Zelensky explained that it is not that he is going to decant it, but that it is already happening. “I think Putin has already started it [la III Guerra Mundial]”, he replied, also proposing a change of wording in the question. For the Ukrainian president, “the question is how much territory he will be able to conquer [Putin] and how to stop it.” In Zelensky’s opinion, “Russia wants to impose a different way of life on the world and change the life that people have chosen for themselves.”
It is not the usual rhetoric and discourse that characterizes this entrenched conflict and in which no progress is achieved at the negotiating tables in the face of the red lines that have always marked the demands and minimums of both parties. The party attacked since the beginning of Putin’s “special military operation”, which was to last only a few weeks and tomorrow will be five years in progress, maintains today the same as at the beginning. There will not be a single territorial transfer, neither real nor on paper, for the land that Moscow has dominated for some time.
Neither hand over what remains of the Donbas, nor give up Crimea
Zelensky had already made it clear repeatedly, the last one just a few weeks ago, that his plans were not to sign any treaty that would recognize the territories currently under Russian control, but that this also includes Russia’s biggest claim at the moment to move towards a lasting truce. That kyiv withdraw from the 20% of the territory it still controls in Donetsk – along with Lugansk, one of the two provinces of this mining basin full of rare earths.

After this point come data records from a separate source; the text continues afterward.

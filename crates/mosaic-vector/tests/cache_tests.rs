mod common;

use std::fs;
use std::sync::atomic::Ordering;
use std::time::Duration;
use tempfile::TempDir;

use mosaic_core::corpus::JsonlCorpus;
use mosaic_core::error::Error;
use mosaic_core::traits::{CorpusSource, EmbeddingProvider};
use mosaic_core::types::{ArtifactKey, SimilarityMetric};
use mosaic_embed::HashEmbedder;
use mosaic_vector::{ArtifactStatus, BuildOptions, CancelToken, IndexCacheManager};

use common::{numbered_corpus, pets_corpus, FailingEmbedder, SlowEmbedder};

fn key_of(corpus: &dyn CorpusSource, provider: &dyn EmbeddingProvider) -> ArtifactKey {
    ArtifactKey::new(corpus.snapshot_id(), provider.model_version())
}

fn entries(dir: &std::path::Path) -> Vec<String> {
    let mut names: Vec<String> = fs::read_dir(dir).unwrap().map(|e| e.unwrap().file_name().to_string_lossy().to_string()).collect();
    names.sort();
    names
}

#[test]
fn second_call_reuses_the_artifact() {
    let tmp = TempDir::new().unwrap();
    let cache = IndexCacheManager::new(tmp.path(), SimilarityMetric::Cosine);
    let corpus = pets_corpus();
    let embedder = HashEmbedder::new(32);

    let first = cache.resolve_or_build(&corpus, &embedder).unwrap();
    let second = cache.resolve_or_build(&corpus, &embedder).unwrap();
    assert_eq!(first, second);
    assert_eq!(cache.build_count(), 1);
    assert!(matches!(cache.status(&key_of(&corpus, &embedder)), ArtifactStatus::Valid(meta) if meta.vector_count == 3));
    assert_eq!(entries(tmp.path()).len(), 1, "no staging directories remain");
}

#[test]
fn model_change_builds_a_new_artifact() {
    let tmp = TempDir::new().unwrap();
    let cache = IndexCacheManager::new(tmp.path(), SimilarityMetric::Cosine);
    let corpus = pets_corpus();

    let a = cache.resolve_or_build(&corpus, &HashEmbedder::new(32)).unwrap();
    let b = cache.resolve_or_build(&corpus, &HashEmbedder::new(64)).unwrap();
    assert_ne!(a, b);
    assert_eq!(cache.build_count(), 2);
    assert!(matches!(cache.status(&key_of(&corpus, &HashEmbedder::new(32))), ArtifactStatus::Valid(_)));
    assert!(matches!(cache.status(&key_of(&corpus, &HashEmbedder::new(64))), ArtifactStatus::Valid(_)));
}

#[test]
fn failed_build_leaves_nothing_behind() {
    let tmp = TempDir::new().unwrap();
    let cache = IndexCacheManager::new(tmp.path(), SimilarityMetric::Cosine).with_batch_size(2);
    let corpus = numbered_corpus("ten", 10);
    let failing = FailingEmbedder::new(16, 5);

    let err = cache.resolve_or_build(&corpus, &failing).unwrap_err();
    assert!(matches!(err, Error::EmbeddingProvider(_)), "{err:?}");
    let key = key_of(&corpus, &failing);
    assert_eq!(cache.status(&key), ArtifactStatus::Missing);
    assert!(matches!(cache.resolve(&key), Err(Error::NotBuilt(_))));
    assert!(entries(tmp.path()).is_empty(), "staging directory was cleaned up: {:?}", entries(tmp.path()));
}

#[test]
fn concurrent_callers_share_one_build() {
    let tmp = TempDir::new().unwrap();
    let cache = IndexCacheManager::new(tmp.path(), SimilarityMetric::Cosine);
    let corpus = pets_corpus();
    let embedder = SlowEmbedder::new(32, Duration::from_millis(100));

    let paths: Vec<_> = std::thread::scope(|s| {
        let handles: Vec<_> = (0..4).map(|_| s.spawn(|| cache.resolve_or_build(&corpus, &embedder))).collect();
        handles.into_iter().map(|h| h.join().unwrap().unwrap()).collect()
    });
    assert!(paths.windows(2).all(|w| w[0] == w[1]));
    assert_eq!(cache.build_count(), 1);
    assert_eq!(embedder.calls.load(Ordering::SeqCst), 1);
}

#[test]
fn truncated_id_table_is_detected_and_rebuilt() {
    let tmp = TempDir::new().unwrap();
    let cache = IndexCacheManager::new(tmp.path(), SimilarityMetric::Cosine);
    let corpus = pets_corpus();
    let embedder = HashEmbedder::new(32);
    let dir = cache.resolve_or_build(&corpus, &embedder).unwrap();

    fs::write(dir.join("ids.txt"), "d1\nd2\n").unwrap();
    let key = key_of(&corpus, &embedder);
    assert!(matches!(cache.status(&key), ArtifactStatus::Invalid(reason) if reason.contains("ids.txt")));
    assert!(matches!(cache.resolve(&key), Err(Error::CacheCorruption { .. })));

    let rebuilt = cache.resolve_or_build(&corpus, &embedder).unwrap();
    assert_eq!(rebuilt, dir);
    assert_eq!(cache.build_count(), 2);
    assert!(matches!(cache.status(&key), ArtifactStatus::Valid(_)));
    assert_eq!(fs::read_to_string(dir.join("ids.txt")).unwrap(), "d1\nd2\nd3\n");
    assert_eq!(entries(tmp.path()).len(), 1, "retired artifact was removed");
}

#[test]
fn truncated_vector_file_is_detected() {
    let tmp = TempDir::new().unwrap();
    let cache = IndexCacheManager::new(tmp.path(), SimilarityMetric::Cosine);
    let corpus = pets_corpus();
    let embedder = HashEmbedder::new(32);
    let dir = cache.resolve_or_build(&corpus, &embedder).unwrap();

    let bytes = fs::read(dir.join("vectors.bin")).unwrap();
    fs::write(dir.join("vectors.bin"), &bytes[..bytes.len() - 4]).unwrap();
    assert!(matches!(cache.status(&key_of(&corpus, &embedder)), ArtifactStatus::Invalid(_)));
}

#[test]
fn metric_mismatch_is_invalid() {
    let tmp = TempDir::new().unwrap();
    let corpus = pets_corpus();
    let embedder = HashEmbedder::new(32);
    IndexCacheManager::new(tmp.path(), SimilarityMetric::Cosine).resolve_or_build(&corpus, &embedder).unwrap();

    let ip = IndexCacheManager::new(tmp.path(), SimilarityMetric::InnerProduct);
    assert!(matches!(ip.status(&key_of(&corpus, &embedder)), ArtifactStatus::Invalid(reason) if reason.contains("metric")));
}

#[test]
fn failed_forced_rebuild_keeps_prior_artifact() {
    let tmp = TempDir::new().unwrap();
    let cache = IndexCacheManager::new(tmp.path(), SimilarityMetric::Cosine);
    let corpus = numbered_corpus("ten", 10);
    let good = HashEmbedder::new(16);
    cache.resolve_or_build(&corpus, &good).unwrap();
    let key = key_of(&corpus, &good);
    let ArtifactStatus::Valid(before) = cache.status(&key) else { panic!("expected a valid artifact") };

    // same model version, so the forced build targets the same key
    let failing = FailingEmbedder::new(16, 5);
    let options = BuildOptions { force: true, ..BuildOptions::default() };
    assert!(cache.resolve_or_build_with(&corpus, &failing, &options).is_err());
    assert_eq!(cache.status(&key), ArtifactStatus::Valid(before));
    assert_eq!(entries(tmp.path()).len(), 1);
}

#[test]
fn forced_rebuild_replaces_valid_artifact() {
    let tmp = TempDir::new().unwrap();
    let cache = IndexCacheManager::new(tmp.path(), SimilarityMetric::Cosine);
    let corpus = pets_corpus();
    let embedder = HashEmbedder::new(16);
    cache.resolve_or_build(&corpus, &embedder).unwrap();
    let options = BuildOptions { force: true, ..BuildOptions::default() };
    cache.resolve_or_build_with(&corpus, &embedder, &options).unwrap();
    assert_eq!(cache.build_count(), 2);
    assert!(matches!(cache.status(&key_of(&corpus, &embedder)), ArtifactStatus::Valid(_)));
}

#[test]
fn unreadable_corpus_with_corrupt_artifact_is_cache_corruption() {
    let tmp = TempDir::new().unwrap();
    let corpus_path = tmp.path().join("corpus.jsonl");
    fs::write(&corpus_path, "{\"_id\": \"d1\", \"text\": \"cats are mammals\"}\n{\"_id\": \"d2\", \"text\": \"dogs\"}\n").unwrap();
    let corpus = JsonlCorpus::open(&corpus_path).unwrap();
    let cache = IndexCacheManager::new(tmp.path().join("cache"), SimilarityMetric::Cosine);
    let embedder = HashEmbedder::new(16);
    let dir = cache.resolve_or_build(&corpus, &embedder).unwrap();

    fs::write(dir.join("ids.txt"), "d1\n").unwrap();
    fs::remove_file(&corpus_path).unwrap();
    match cache.resolve_or_build(&corpus, &embedder) {
        Err(Error::CacheCorruption { path, .. }) => assert_eq!(path, dir),
        other => panic!("expected CacheCorruption, got {other:?}"),
    }
}

#[test]
fn cancelled_build_publishes_nothing() {
    let tmp = TempDir::new().unwrap();
    let cache = IndexCacheManager::new(tmp.path(), SimilarityMetric::Cosine);
    let corpus = pets_corpus();
    let embedder = HashEmbedder::new(16);
    let token = CancelToken::new();
    token.cancel();
    let options = BuildOptions { cancel: Some(token), ..BuildOptions::default() };
    assert!(matches!(cache.resolve_or_build_with(&corpus, &embedder, &options), Err(Error::Cancelled)));
    assert_eq!(cache.status(&key_of(&corpus, &embedder)), ArtifactStatus::Missing);
}

#[test]
fn purge_removes_leftover_staging() {
    let tmp = TempDir::new().unwrap();
    fs::create_dir_all(tmp.path().join(".staging-crashed/x")).unwrap();
    fs::create_dir_all(tmp.path().join("keep")).unwrap();
    let cache = IndexCacheManager::new(tmp.path(), SimilarityMetric::Cosine);
    assert_eq!(cache.purge_staging().unwrap(), 1);
    assert_eq!(entries(tmp.path()), vec!["keep".to_string()]);
    assert_eq!(IndexCacheManager::new(tmp.path().join("absent"), SimilarityMetric::Cosine).purge_staging().unwrap(), 0);
}

#[test]
fn purge_restores_artifact_left_between_publish_renames() {
    let tmp = TempDir::new().unwrap();
    let cache = IndexCacheManager::new(tmp.path(), SimilarityMetric::Cosine);
    let corpus = pets_corpus();
    let embedder = HashEmbedder::new(16);
    let dir = cache.resolve_or_build(&corpus, &embedder).unwrap();
    let key = key_of(&corpus, &embedder);

    // crash after the old artifact was moved aside, before the new one landed
    fs::create_dir_all(tmp.path().join(".retired-crashed")).unwrap();
    fs::rename(&dir, tmp.path().join(".retired-crashed/artifact")).unwrap();
    assert_eq!(cache.status(&key), ArtifactStatus::Missing);

    assert_eq!(cache.purge_staging().unwrap(), 1);
    assert!(matches!(cache.status(&key), ArtifactStatus::Valid(_)));
    assert_eq!(entries(tmp.path()), vec![key.dir_name()]);
}
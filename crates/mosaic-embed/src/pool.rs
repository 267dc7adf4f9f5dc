use anyhow::{Result, ensure};
use candle_core::{DType, Tensor};

/// Mean over unmasked tokens followed by L2 normalization: `[B,T,H]` → `[B,H]`.
pub fn masked_mean_l2(hidden: &Tensor, attention_mask: &Tensor) -> Result<Tensor> {
    let dims = hidden.dims();
    ensure!(dims.len() == 3, "hidden shape must be [B,T,H], got {:?}", dims);
    let batch = dims[0];
    let hidden_dim = dims[2];

    let mask = attention_mask.to_device(hidden.device())?.to_dtype(hidden.dtype())?;
    let mask_3d = mask.unsqueeze(2)?;
    let mask_broadcast = match mask_3d.broadcast_as(hidden.shape()) {
        Ok(m) => m,
        Err(_) => mask_3d.repeat((1, 1, hidden_dim))?,
    };
    let masked = (hidden * &mask_broadcast)?;
    let sum = masked.sum(1)?;
    let lengths = mask.sum(1)?.unsqueeze(1)?.to_dtype(sum.dtype())?;
    let mut mean = sum.broadcast_div(&lengths)?;
    let eps_val = match hidden.dtype() { DType::F16 => 1e-6f32, _ => 1e-12f32 };
    let eps = Tensor::new(&[eps_val], hidden.device())?.to_dtype(hidden.dtype())?.unsqueeze(0)?;
    let norm = mean.sqr()?.sum_keepdim(1)?.sqrt()?;
    let norm = norm.broadcast_add(&eps)?;
    mean = mean.broadcast_div(&norm)?;
    ensure!(mean.dims() == [batch, hidden_dim], "pooled shape mismatch: {:?}", mean.dims());
    Ok(mean)
}
//! mosaic-core
//!
//! Shared vocabulary of the retrieval workspace: domain types, the error
//! taxonomy, the collaborator traits (embedding provider, lexical engine,
//! corpus source), configuration and the corpus sources themselves.

pub mod config;
pub mod corpus;
pub mod error;
pub mod traits;
pub mod types;

pub use error::{Error, Result};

the idea of ceding the Donbas, a demand from Putin that the US has left in its talks and which has urged kyiv to accept in order to end the conflict. But, this time, the Ukrainian president has introduced nuances other than territorial – and logically, economic -, referring specifically to the civilian population residing in said provinces annexed by the Kremlin – along with Zaporizhzhia and Kherson.
“I don’t see it simply as a land issue. I see it as an abandonment: weakening our positions, abandoning hundreds of thousands of our compatriots who live there. That’s how I see it. And I’m sure that this ‘withdrawal’ would divide our society,” said Zelensky, who in recent years has faced numerous internal problems and is questioned about the lack of elections that he criticizes for not being able to call due to the lack of guarantees for their development in a war context.
What would be a victory for Ukraine?: return to “the fair borders of 1991”
All in all, Zelensky has explained that signing an agreement now with Russia handing over the Donbas “would probably satisfy” Putin, pointing out that the Russian leader – and his Army – “needs a break.” But Zelensky is clear that “once he recovered,” he would return to the fray and “would want to continue.” kyiv maintains that Moscow “could recover in no more than a couple of years”, after the high investment in Defense made.
So, what is Zelensky’s recipe? “Will we lose? Of course not, because we are fighting for the independence of Ukraine,” Zelensky assured, explaining that the goal, what they would consider the victory of his country, would be to force Russia to peace, but in the terms of “the fair borders of 1991.” That is to say, Zelensky does not renounce Donbas, nor the parts taken in Zaporizhia – especially the largest nuclear power plant in Europe – or in Kherson – key to maritime control and the Dnipro River. He wants back the Crimean peninsula that Russia annexed after an independence referendum with hardly any international recognition.